** TO DO **
From the entries that follow, list every line in which the string "nothing" appears.

══ MATERIAL SHOWN

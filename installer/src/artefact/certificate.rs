//! Signing certificate decoding and validation.
//!
//! The release pipeline publishes its short-lived signing certificate as a
//! base64-wrapped PEM document. [`SigningCertificate::from_asset`] accepts
//! either the wrapped form or plain PEM, and
//! [`SigningCertificate::validate`] applies the trust checks in a fixed order,
//! stopping at the first failure.

use super::verification::{OIDC_ISSUER_EXTENSION_OID, SignatureError, TrustAnchors};
use base64::Engine;
use base64::engine::general_purpose::{STANDARD, STANDARD_NO_PAD};
use std::time::{SystemTime, UNIX_EPOCH};
use x509_parser::der_parser::der::parse_der_utf8string;
use x509_parser::extensions::GeneralName;
use x509_parser::pem::parse_x509_pem;
use x509_parser::prelude::{FromDer, X509Certificate};

/// PEM label required for the certificate block.
const CERTIFICATE_LABEL: &str = "CERTIFICATE";

/// Decode a base64 payload, tolerating embedded whitespace and missing
/// padding.
///
/// # Errors
///
/// Returns [`SignatureError::EmptyPayload`] when nothing remains after
/// stripping whitespace and [`SignatureError::InvalidBase64`] when neither
/// the padded nor the unpadded alphabet accepts the input.
///
/// # Examples
///
/// ```
/// use chroma_local_installer::artefact::certificate::decode_base64;
///
/// assert_eq!(decode_base64(b"aGVs\nbG8=", "signature").expect("valid"), b"hello");
/// assert_eq!(decode_base64(b"aGVsbG8", "signature").expect("valid"), b"hello");
/// ```
pub fn decode_base64(raw: &[u8], what: &'static str) -> Result<Vec<u8>, SignatureError> {
    let compact: Vec<u8> = raw
        .iter()
        .copied()
        .filter(|byte| !byte.is_ascii_whitespace())
        .collect();
    if compact.is_empty() {
        return Err(SignatureError::EmptyPayload { what });
    }
    STANDARD.decode(&compact).or_else(|padded_err| {
        STANDARD_NO_PAD
            .decode(&compact)
            .map_err(|raw_err| SignatureError::InvalidBase64 {
                what,
                reason: format!("{padded_err}; without padding: {raw_err}"),
            })
    })
}

/// A DER-encoded X.509 certificate extracted from a PEM document.
#[derive(Debug, Clone, PartialEq, Eq)]
pub struct SigningCertificate {
    der: Vec<u8>,
}

impl SigningCertificate {
    /// Decode the certificate release asset, which is either plain PEM or
    /// base64-wrapped PEM.
    ///
    /// # Errors
    ///
    /// Returns a [`SignatureError`] describing the first decoding failure.
    pub fn from_asset(raw: &[u8]) -> Result<Self, SignatureError> {
        let trimmed = raw.trim_ascii();
        if trimmed.is_empty() {
            return Err(SignatureError::EmptyPayload {
                what: "certificate",
            });
        }
        if contains(trimmed, b"BEGIN CERTIFICATE") {
            return Self::from_pem(trimmed);
        }
        let pem = decode_base64(trimmed, "certificate")?;
        Self::from_pem(&pem)
    }

    /// Decode a single PEM `CERTIFICATE` block with no trailing data.
    ///
    /// # Errors
    ///
    /// Returns [`SignatureError::InvalidPem`] when the framing is wrong and
    /// [`SignatureError::InvalidCertificate`] when the DER is malformed.
    pub fn from_pem(pem: &[u8]) -> Result<Self, SignatureError> {
        let (remainder, block) =
            parse_x509_pem(pem.trim_ascii()).map_err(|err| SignatureError::InvalidPem {
                reason: format!("failed to decode certificate PEM: {err}"),
            })?;
        if !block.label.trim().eq_ignore_ascii_case(CERTIFICATE_LABEL) {
            return Err(SignatureError::InvalidPem {
                reason: format!(
                    "unexpected PEM block type {:?}: expected {CERTIFICATE_LABEL}",
                    block.label
                ),
            });
        }
        if !remainder.trim_ascii().is_empty() {
            return Err(SignatureError::InvalidPem {
                reason: "certificate PEM contains unexpected trailing data".to_owned(),
            });
        }
        let certificate = Self {
            der: block.contents,
        };
        certificate.parse()?;
        Ok(certificate)
    }

    /// Parse the DER into a borrowed certificate view.
    ///
    /// # Errors
    ///
    /// Returns [`SignatureError::InvalidCertificate`] when the DER is
    /// malformed or followed by trailing bytes.
    pub fn parse(&self) -> Result<X509Certificate<'_>, SignatureError> {
        let (remainder, certificate) =
            X509Certificate::from_der(&self.der).map_err(|err| {
                SignatureError::InvalidCertificate {
                    reason: err.to_string(),
                }
            })?;
        if !remainder.is_empty() {
            return Err(SignatureError::InvalidCertificate {
                reason: format!("{} trailing bytes after certificate", remainder.len()),
            });
        }
        Ok(certificate)
    }

    /// Validate the certificate against the release trust requirements.
    ///
    /// Checks run in order: validity start, chain to `anchors`, code-signing
    /// usage, URI identity, then the OIDC issuer extension. Certificates
    /// past their expiry are accepted because release certificates are
    /// short-lived and downloads happen long after signing.
    ///
    /// # Errors
    ///
    /// Returns the [`SignatureError`] of the first failing check.
    pub fn validate(
        &self,
        expected_identity: &str,
        expected_issuer: &str,
        anchors: &TrustAnchors,
    ) -> Result<(), SignatureError> {
        let certificate = self.parse()?;
        ensure_started(&certificate)?;
        verify_chain(&certificate, anchors)?;
        ensure_code_signing(&certificate)?;
        ensure_identity(&certificate, expected_identity)?;
        ensure_issuer(&certificate, expected_issuer)
    }
}

fn contains(haystack: &[u8], needle: &[u8]) -> bool {
    haystack
        .windows(needle.len())
        .any(|window| window == needle)
}

fn unix_now() -> i64 {
    SystemTime::now()
        .duration_since(UNIX_EPOCH)
        .map_or(0, |elapsed| {
            i64::try_from(elapsed.as_secs()).unwrap_or(i64::MAX)
        })
}

fn ensure_started(certificate: &X509Certificate<'_>) -> Result<(), SignatureError> {
    let not_before = &certificate.validity().not_before;
    if not_before.timestamp() > unix_now() {
        return Err(SignatureError::NotYetValid {
            not_before: not_before.to_string(),
        });
    }
    Ok(())
}

fn ensure_code_signing(certificate: &X509Certificate<'_>) -> Result<(), SignatureError> {
    match certificate.extended_key_usage() {
        Ok(Some(usage)) if usage.value.code_signing => Ok(()),
        _ => Err(SignatureError::MissingCodeSigningUsage),
    }
}

fn ensure_identity(
    certificate: &X509Certificate<'_>,
    expected: &str,
) -> Result<(), SignatureError> {
    let matches = certificate
        .subject_alternative_name()
        .ok()
        .flatten()
        .is_some_and(|san| {
            san.value
                .general_names
                .iter()
                .any(|name| matches!(name, GeneralName::URI(uri) if *uri == expected))
        });
    if matches {
        Ok(())
    } else {
        Err(SignatureError::IdentityMismatch {
            expected: expected.to_owned(),
        })
    }
}

fn ensure_issuer(certificate: &X509Certificate<'_>, expected: &str) -> Result<(), SignatureError> {
    let extension = certificate
        .extensions()
        .iter()
        .find(|ext| ext.oid.to_id_string() == OIDC_ISSUER_EXTENSION_OID)
        .ok_or(SignatureError::MissingIssuer {
            oid: OIDC_ISSUER_EXTENSION_OID,
        })?;
    let actual = decode_issuer(extension.value).ok_or(SignatureError::UndecodableIssuer {
        oid: OIDC_ISSUER_EXTENSION_OID,
    })?;
    if actual == expected {
        Ok(())
    } else {
        Err(SignatureError::IssuerMismatch {
            expected: expected.to_owned(),
            actual,
        })
    }
}

/// Decode the issuer extension value.
///
/// Newer certificates wrap the issuer in a DER `UTF8String`; older ones
/// store the raw UTF-8 bytes.
fn decode_issuer(value: &[u8]) -> Option<String> {
    if let Ok((remainder, object)) = parse_der_utf8string(value) {
        if remainder.is_empty() {
            if let Ok(text) = object.as_str() {
                return Some(text.to_owned());
            }
        }
    }
    let text = std::str::from_utf8(value).ok()?.trim();
    (!text.is_empty()).then(|| text.to_owned())
}

fn parse_anchors(pems: &[String]) -> Result<Vec<SigningCertificate>, SignatureError> {
    pems.iter()
        .map(|pem| {
            SigningCertificate::from_pem(pem.as_bytes()).map_err(|err| {
                SignatureError::UntrustedChain {
                    reason: format!("failed to load trust anchor: {err}"),
                }
            })
        })
        .collect()
}

fn verify_chain(leaf: &X509Certificate<'_>, anchors: &TrustAnchors) -> Result<(), SignatureError> {
    let root_anchors = parse_anchors(&anchors.roots)?;
    let intermediate_anchors = parse_anchors(&anchors.intermediates)?;
    let roots = root_anchors
        .iter()
        .map(SigningCertificate::parse)
        .collect::<Result<Vec<_>, _>>()?;
    let intermediates = intermediate_anchors
        .iter()
        .map(SigningCertificate::parse)
        .collect::<Result<Vec<_>, _>>()?;

    if roots.is_empty() {
        return Err(SignatureError::UntrustedChain {
            reason: "no root certificates configured".to_owned(),
        });
    }

    let trusted = if intermediates.is_empty() {
        roots.iter().any(|root| issued_by(leaf, root))
    } else {
        intermediates.iter().any(|intermediate| {
            issued_by(leaf, intermediate) && roots.iter().any(|root| issued_by(intermediate, root))
        })
    };
    if trusted {
        Ok(())
    } else {
        Err(SignatureError::UntrustedChain {
            reason: "certificate is not issued by a pinned certificate authority".to_owned(),
        })
    }
}

/// Whether `issuer` is a CA that signed `child` while `issuer` was valid.
fn issued_by(child: &X509Certificate<'_>, issuer: &X509Certificate<'_>) -> bool {
    let issued_at = child.validity().not_before.timestamp();
    let issuer_validity = issuer.validity();
    issuer.is_ca()
        && child.issuer().as_raw() == issuer.subject().as_raw()
        && issued_at >= issuer_validity.not_before.timestamp()
        && issued_at <= issuer_validity.not_after.timestamp()
        && child.verify_signature(Some(issuer.public_key())).is_ok()
}

#[cfg(test)]
#[path = "certificate_tests.rs"]
mod tests;
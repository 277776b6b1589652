//! Error types for version tags and platforms.
//!
//! Each variant provides a descriptive message identifying the invalid input
//! and the constraint that was violated.

use thiserror::Error;

/// Errors arising from invalid artefact-related values.
#[derive(Debug, Clone, PartialEq, Eq, Error)]
pub enum ArtefactError {
    /// The host operating system has no published runtime library.
    #[error("unsupported OS for local runtime download: {os}")]
    UnsupportedOs {
        /// The rejected operating system identifier.
        os: String,
    },

    /// The host architecture has no published runtime library for its OS.
    #[error("unsupported architecture for {os} local runtime download: {arch}")]
    UnsupportedArch {
        /// The operating system identifier.
        os: String,
        /// The rejected architecture identifier.
        arch: String,
    },

    /// A version tag contains characters outside the allowlist.
    #[error(
        "local library version must contain only ASCII letters, digits, '.', '_' and '-': {value:?}"
    )]
    InvalidVersionTag {
        /// The rejected version string.
        value: String,
    },

    /// A version tag normalised to nothing where a concrete version is needed.
    #[error("local library version cannot be empty")]
    EmptyVersionTag,
}

/// Result type alias using [`ArtefactError`].
pub type Result<T> = std::result::Result<T, ArtefactError>;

════

** ANSWER TO THIS EXERCISE **
/// Returns [`SignatureError::EmptyPayload`] when nothing remains after
    /// A version tag normalised to nothing where a concrete version is needed.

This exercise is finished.